零信任的基本假設是不論資產所有權或網路位置，所有裝置皆不應被隱式信任，必須納入驗證與授權流程【(CISA)】。故將 BYOD 排除於外與零信任精神相悖。

(B) 雲端資料來源與運算服務，不納入零信任架構

ZTA 要求涵蓋所有資料與運算點，包括雲端儲存、IaaS 平台與 SaaS 應用，必須同樣進行存取控制與持續監測【(CybeReady)】。排除雲端資源將留下重大風險盲點。

(C) 所有的資料來源與運算服務，都要被當作是資源

CISA 明示：「All data sources and computing services are considered resources」──任何連入網路的實體或邏輯元件，均須視為零信任架構中的保護對象【(CybeReady)】。此選項符合 ZTMM 的範圍定義，為正確敘述。
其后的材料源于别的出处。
//! # Playgraph - Playlist Co-occurrence Graph Builder
//!
//! The binary for the playgraph graph builder.
//!
//! ## Architecture
//!
//! ```text
//! ┌───────────────────────────────────────────────────────────┐
//! │                 apps/playgraph (THE BINARY)               │
//! │                                                           │
//! │  ┌─────────────┐   ┌─────────────┐   ┌────────────────┐   │
//! │  │    CLI      │   │   Config    │   │   Progress     │   │
//! │  │   (clap)    │   │   (toml)    │   │  (indicatif)   │   │
//! │  └──────┬──────┘   └──────┬──────┘   └───────┬────────┘   │
//! │         └─────────────────┼──────────────────┘            │
//! │                           ▼                               │
//! │                  ┌────────────────┐                       │
//! │                  │ playgraph-core │                       │
//! │                  │  (THE ENGINE)  │                       │
//! │                  └────────────────┘                       │
//! └───────────────────────────────────────────────────────────┘
//! ```
//!
//! ## Usage
//!
//! ```bash
//! # Artist graph of the first two files in ./data
//! playgraph
//!
//! # Track graph of files 0..=9 into a redb store
//! playgraph -d mpd/data -s 0 -e 9 -t track -f redb -o graphs/tracks.redb
//! ```

use playgraph::cli::{self, Cli};
use std::process::ExitCode;
use tracing_subscriber::{layer::SubscriberExt, util::SubscriberInitExt};

// =============================================================================
// APPLICATION ENTRY POINT
// =============================================================================

fn main() -> ExitCode {
    let cli = match cli::parse_args(std::env::args_os()) {
        Ok(cli) => cli,
        Err(code) => return ExitCode::from(code),
    };

    init_tracing(&cli);

    ExitCode::from(cli::exit_code(cli::execute(cli)))
}

/// Install the stderr subscriber. PLAYGRAPH_LOG_FORMAT=json enables
/// machine-parseable output; RUST_LOG overrides the level flags.
fn init_tracing(cli: &Cli) {
    let log_format = std::env::var("PLAYGRAPH_LOG_FORMAT").unwrap_or_else(|_| "text".to_string());

    let default_level = if cli.verbose {
        "playgraph=debug,playgraph_core=debug"
    } else if cli.quiet {
        "playgraph=warn,playgraph_core=warn"
    } else {
        "playgraph=info,playgraph_core=info"
    };
    let filter = tracing_subscriber::EnvFilter::try_from_default_env()
        .unwrap_or_else(|_| default_level.into());

    match log_format.as_str() {
        "json" => {
            tracing_subscriber::registry()
                .with(filter)
                .with(
                    tracing_subscriber::fmt::layer()
                        .json()
                        .with_writer(std::io::stderr),
                )
                .init();
        }
        _ => {
            tracing_subscriber::registry()
                .with(filter)
                .with(tracing_subscriber::fmt::layer().with_writer(std::io::stderr))
                .init();
        }
    }
}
(D) 在允許存取之前，所有的資源的身分鑑別與授權機制，不需監控結果動態決定

零信任策略強調「持續驗證與動態授權決策」，必須結合即時風險評估與行為分析來調整存取權限【(CISA, CISA)】。若不依據監控結果動態決策，將無法應對瞬息萬變的威脅，亦非正確做法。

結論

選項 (C) 為最正確的描述：在 CISA 的零信任成熟度模型中，所有資料來源與運算服務皆被視為資源，並需納入零信任架構的全面管控之中。